DUET by CB Follett & Ginna Fleming
A Poet and a Photographer in a conversation
of words and images
CB Follett, Marin County Poet Laureate (2010-2013), winner of the 2001 National Poetry Book Award, and nominee for numerous Pushcart Prizes, and Ginna Fleming, prize-winning social documentary photographer exhibited internationally, met in the Photo Forum of the O’Hanlon Center for the Arts in California. Together they have created a beautiful pairing of words and images in this stunning full color book.

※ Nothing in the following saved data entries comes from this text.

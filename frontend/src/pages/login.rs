use shared::routing::Page;
use shared::LoginRequest;
use wasm_bindgen_futures::spawn_local;
use web_sys::HtmlInputElement;
use yew::prelude::*;

use crate::context::{AppContext, ToastKind};

#[function_component(LoginPage)]
pub fn login_page() -> Html {
    let ctx = use_context::<AppContext>().expect("AppContext not found");
    let username = use_state(String::new);
    let password = use_state(String::new);
    let submitting = use_state(|| false);

    let on_username_change = {
        let username = username.clone();
        Callback::from(move |e: Event| {
            let input: HtmlInputElement = e.target_unchecked_into();
            username.set(input.value());
        })
    };

    let on_password_change = {
        let password = password.clone();
        Callback::from(move |e: Event| {
            let input: HtmlInputElement = e.target_unchecked_into();
            password.set(input.value());
        })
    };

    let onsubmit = {
        let ctx = ctx.clone();
        let username = username.clone();
        let password = password.clone();
        let submitting = submitting.clone();
        Callback::from(move |e: SubmitEvent| {
            e.prevent_default();
            if *submitting {
                return;
            }
            let request = LoginRequest {
                username: username.trim().to_string(),
                password: (*password).clone(),
            };
            let ctx = ctx.clone();
            let submitting = submitting.clone();
            let ticket = ctx.ticket();
            submitting.set(true);

            spawn_local(async move {
                let result = ctx.api.login(&request).await;
                if !ctx.is_current(&ticket) {
                    return;
                }
                submitting.set(false);
                match result {
                    Ok(response) => {
                        tracing::info!(user = %response.user.username, "logged in");
                        ctx.toast(
                            ToastKind::Success,
                            ctx.server_message(response.message.as_deref(), "messages.login_success"),
                        );
                        ctx.actions.logged_in.emit(response.user);
                    }
                    Err(e) => ctx.report_error(&e, "messages.login_failed"),
                }
            });
        })
    };

    let to_register = {
        let navigate = ctx.actions.navigate.clone();
        Callback::from(move |e: MouseEvent| {
            e.prevent_default();
            navigate.emit(Page::Register);
        })
    };

    html! {
        <div class="auth-container">
            <div class="auth-card">
                <h1>{ctx.t("app_title")}</h1>
                <h2>{ctx.t("auth.login")}</h2>
                <form class="auth-form" {onsubmit}>
                    <div class="form-group">
                        <label for="login-username">{ctx.t("auth.username")}</label>
                        <input
                            type="text"
                            id="login-username"
                            required=true
                            autocomplete="username"
                            value={(*username).clone()}
                            onchange={on_username_change}
                            disabled={*submitting}
                        />
                    </div>
                    <div class="form-group">
                        <label for="login-password">{ctx.t("auth.password")}</label>
                        <input
                            type="password"
                            id="login-password"
                            required=true
                            autocomplete="current-password"
                            value={(*password).clone()}
                            onchange={on_password_change}
                            disabled={*submitting}
                        />
                    </div>
                    <button type="submit" class="btn btn-primary btn-block" disabled={*submitting}>
                        {ctx.t("auth.login")}
                    </button>
                </form>
                <p class="auth-switch">
                    {ctx.t("auth.no_account")}{" "}
                    <a href="#register" onclick={to_register}>{ctx.t("auth.register")}</a>
                </p>
            </div>
        </div>
    }
}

The shadow of Earth consumes the face
of the moon like a shuttering lantern
across the evening sky.
The shadow eats the moon coming,
disgorges it going.
The moon seems consistent
in its lack of attention,
affected by neither the seizure
nor release of its light,
like those who remain unaware,
unconcerned about each step I make
in my new black shoes
although in the end
every small tender movement
connects along some thin wire
stretching between us,
from which hang those delicate
bells we almost hear.
Poem by CB Follett from "Gravity and Tides"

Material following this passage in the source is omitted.